Henn, 39, who also conducts the 27-member pageant orchestra, has worked with the show for the last eight seasons.
He has composed "essentially eight different scores" because the paintings differ from year to year, he said. This year's living tableaux spectacle spotlights more than 40 works. The music lasts approximately 90 minutes.
"The music must really be the servant of the visual," Henn said. "I picked Debussy's Premiere Arabesque to accompany Renoir's 'Oarsmen at Chatou'because it's the appropriate genre and, to some extent, it captures the movement of the water. The time of composition is approximately right, too.

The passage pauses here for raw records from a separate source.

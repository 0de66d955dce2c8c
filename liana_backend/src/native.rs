// Copyright 2026 the Liana Authors
// SPDX-License-Identifier: Apache-2.0 OR MIT

//! Native drag payloads: files, URLs, and plain text.
//!
//! Drags that originate outside the managed application — a file from the
//! desktop, a link from another tab — carry no registered source. The
//! backend recognizes them from the data transfer's type list and registers
//! a synthetic source for the duration of the drag, so targets can treat
//! native payloads like any other drag item.
//!
//! Payload *contents* are only readable inside the drop handler on most
//! engines; until then a native source carries an empty
//! [`NativeItem`]. [`NativeDragSource::mutate_item_by_reading_data_transfer`]
//! fills it in synchronously at drop time.

use alloc::string::String;
use alloc::vec::Vec;

use liana_dom::DataTransfer;

/// The recognized kinds of native drag payload.
#[derive(Copy, Clone, Debug, PartialEq, Eq, Hash)]
pub enum NativeItemKind {
    /// One or more files.
    File,
    /// One or more URLs.
    Url,
    /// Plain text.
    Text,
}

impl NativeItemKind {
    /// The data-transfer type names that advertise this kind.
    fn type_matches(self, name: &str) -> bool {
        match self {
            Self::File => name == "Files",
            Self::Url => name == "Url" || name == "text/uri-list",
            Self::Text => name == "Text" || name == "text/plain",
        }
    }

    /// The formats to read the payload from, in preference order.
    fn data_formats(self) -> &'static [&'static str] {
        match self {
            Self::File => &[],
            Self::Url => &["Url", "text/uri-list"],
            Self::Text => &["Text", "text/plain"],
        }
    }
}

/// Recognize a native payload from the transfer's advertised types.
///
/// Checked in file → URL → text order; returns `None` for transfers that
/// advertise none of the known kinds (those are left to the browser).
#[must_use]
pub fn match_native_item_type<N, T: DataTransfer<N>>(transfer: &T) -> Option<NativeItemKind> {
    let types = transfer.type_names();
    [NativeItemKind::File, NativeItemKind::Url, NativeItemKind::Text]
        .into_iter()
        .find(|kind| types.iter().any(|t| kind.type_matches(t)))
}

/// The payload of a native drag, filled at drop time.
#[derive(Clone, Debug, Default, PartialEq, Eq)]
pub struct NativeItem {
    /// Dragged file names, for [`NativeItemKind::File`].
    pub files: Vec<String>,
    /// Dragged URLs, for [`NativeItemKind::Url`].
    pub urls: Vec<String>,
    /// Dragged text, for [`NativeItemKind::Text`].
    pub text: String,
}

/// A synthetic drag source standing in for a native payload.
///
/// Registered with the external registry for the duration of the native
/// drag and removed when it ends.
#[derive(Clone, Debug)]
pub struct NativeDragSource {
    kind: NativeItemKind,
    item: NativeItem,
}

impl NativeDragSource {
    /// Which native kind this source stands in for.
    #[must_use]
    pub fn kind(&self) -> NativeItemKind {
        self.kind
    }

    /// The payload read so far. Empty until a drop has been captured.
    #[must_use]
    pub fn item(&self) -> &NativeItem {
        &self.item
    }

    /// Read the payload out of the drop event's data transfer.
    ///
    /// Synchronous by necessity: drag data is only readable inside the drop
    /// handler in most engines. Multi-line URL and text payloads split into
    /// one entry per line.
    pub fn mutate_item_by_reading_data_transfer<N, T: DataTransfer<N>>(&mut self, transfer: &T) {
        match self.kind {
            NativeItemKind::File => {
                self.item.files = transfer.file_names();
            }
            NativeItemKind::Url => {
                self.item.urls = first_data(transfer, self.kind)
                    .map(|data| data.lines().map(String::from).collect())
                    .unwrap_or_default();
            }
            NativeItemKind::Text => {
                self.item.text = first_data(transfer, self.kind).unwrap_or_default();
            }
        }
    }
}

/// The first readable payload among the kind's formats.
fn first_data<N, T: DataTransfer<N>>(transfer: &T, kind: NativeItemKind) -> Option<String> {
    kind.data_formats()
        .iter()
        .find_map(|&format| transfer.string_data(format))
}

/// Create an empty synthetic source for a recognized native kind.
#[must_use]
pub fn create_native_drag_source(kind: NativeItemKind) -> NativeDragSource {
    NativeDragSource {
        kind,
        item: NativeItem::default(),
    }
}

#[cfg(test)]
mod tests {
    use super::*;
    use alloc::borrow::ToOwned;
    use alloc::string::ToString;
    use alloc::vec;
    use hashbrown::HashMap;
    use kurbo::Vec2;
    use liana_dom::{DropEffect, SetDataError};

    #[derive(Default)]
    struct FakeTransfer {
        types: Vec<String>,
        data: HashMap<String, String>,
        files: Vec<String>,
    }

    impl DataTransfer<u32> for FakeTransfer {
        fn type_names(&self) -> Vec<String> {
            self.types.clone()
        }
        fn string_data(&self, format: &str) -> Option<String> {
            self.data.get(format).cloned()
        }
        fn file_names(&self) -> Vec<String> {
            self.files.clone()
        }
        fn set_drop_effect(&mut self, _effect: DropEffect) {}
        fn supports_set_drag_image(&self) -> bool {
            false
        }
        fn set_drag_image(&mut self, _node: u32, _offset: Vec2) {}
        fn set_data(&mut self, _format: &str, _data: &str) -> Result<(), SetDataError> {
            Ok(())
        }
    }

    #[test]
    fn matches_files_before_urls_and_text() {
        let t = FakeTransfer {
            types: vec!["Files".to_owned(), "text/uri-list".to_owned()],
            ..FakeTransfer::default()
        };
        assert_eq!(match_native_item_type(&t), Some(NativeItemKind::File));
    }

    #[test]
    fn matches_url_aliases() {
        for name in ["Url", "text/uri-list"] {
            let t = FakeTransfer {
                types: vec![name.to_owned()],
                ..FakeTransfer::default()
            };
            assert_eq!(match_native_item_type(&t), Some(NativeItemKind::Url));
        }
    }

    #[test]
    fn unknown_types_match_nothing() {
        let t = FakeTransfer {
            types: vec!["application/x-custom".to_owned()],
            ..FakeTransfer::default()
        };
        assert_eq!(match_native_item_type(&t), None);
        assert_eq!(match_native_item_type(&FakeTransfer::default()), None);
    }

    #[test]
    fn url_payload_splits_lines() {
        let mut source = create_native_drag_source(NativeItemKind::Url);
        let mut data = HashMap::new();
        data.insert(
            "text/uri-list".to_owned(),
            "https://a.example\nhttps://b.example".to_owned(),
        );
        let t = FakeTransfer {
            types: vec!["text/uri-list".to_owned()],
            data,
            ..FakeTransfer::default()
        };
        source.mutate_item_by_reading_data_transfer(&t);
        assert_eq!(
            source.item().urls,
            vec!["https://a.example".to_string(), "https://b.example".to_string()]
        );
    }

    #[test]
    fn file_payload_reads_names() {
        let mut source = create_native_drag_source(NativeItemKind::File);
        let t = FakeTransfer {
            types: vec!["Files".to_owned()],
            files: vec!["report.pdf".to_owned()],
            ..FakeTransfer::default()
        };
        source.mutate_item_by_reading_data_transfer(&t);
        assert_eq!(source.item().files, vec!["report.pdf".to_string()]);
        assert!(source.item().text.is_empty());
    }

    #[test]
    fn text_payload_prefers_the_first_readable_format() {
        let mut source = create_native_drag_source(NativeItemKind::Text);
        let mut data = HashMap::new();
        data.insert("text/plain".to_owned(), "hello".to_owned());
        let t = FakeTransfer {
            types: vec!["text/plain".to_owned()],
            data,
            ..FakeTransfer::default()
        };
        source.mutate_item_by_reading_data_transfer(&t);
        assert_eq!(source.item().text, "hello");
    }
}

"But most of the music has to be tailor-made because the production makes too many specific demands," the conductor explained.
A native of Santa Monica, Henn has built a varied career, producing pop music albums for MCA records and working with artists such as Helen Reddy, the Beach Boys and Leon Russell, and also arranging and conducting classical music for the Glendale Symphony and the Laguna Beach-based Ballet Pacifica. He said writing for the pageant has "made me stretch. I've written music in classical, romantic and Renaissance styles."
In fact, Henn has even orchestrated his first pop hit record, "I Live for the Sun," recorded in 1965 by his group, the Sunrays, to accompany Robert Blumhagen's "Goin' Surfin' " in the current pageant.
But Henn's responsibilities don't stop at composing, arranging and conducting.
He has to assemble virtually a new orchestra every year. "Everyone is classically trained and experienced on many levels," Henn said. "They have to have exposure to all the genres and have sight-reading skills as well."
Henn also has to cue the lighting director while he's conducting.
"There's no other way to go because the music and the lighting are so tightly coordinated," Henn said. "I work with headphones and give the lighting director the signal for his cues."
The musicians also have to cope with certain disadvantages:
For one thing, the orchestra is completely covered by a tarp so that it is not visible to the audience. ("Sometimes it can get pretty hot under there," Henn said.)
An additional problem involves working outdoors "where there is no resonance," Henn said.
"The sound dissipates into the void, and the musicians can't even hear their stand partners. So it's very difficult for them even to find the pitch center.
"The headphones give me the sound system perspective, so I'm listening to what the audience hears. There's a very large difference between that and what the orchestra hears. The musicians have to trust me even though the music might not sound right to them."
Because the small orchestra is "shy on strings," Henn uses a synthesizer to produce sonic "tricks," he said.
"The synthesizer helps correct imbalances and make the sound more accurate. And it duplicates the gamelan sound we need for the 'Temple Art of Java' sequence."
Still, Henn admitted having mixed feelings about using a synthesizer instead of live musicians.
"Using a synthesizer has got to be a threat for acoustic musicians," Henn said. "But it's the wave of the future.
"One third of the pageant budget--which is about $750,000--goes to the music budget. We can't afford more musicians, even though we could fit more in the pit.
"But this is one of better and more consistent jobs in Orange County. It gives local musicians 50 to 55 nights of employment. All are from Local 7. That's one of the requisites of the job, as a result of negotiations with the (Festival of Arts) board here."
Aida Baker, who has been concertmistress with the pageant orchestra for seven years, concurs that the job has been very rewarding:
"There have been a lot of financial rewards, yes," Baker said. "A musician can't count on a year-round job, and this is a great summer festival. But there's a lot more to it than the financial side. Artistically, what we do and how we do it is very satisfying, too. Richard is a marvelous conductor, and I enjoy playing for him very much. I am consistently very happy with the job."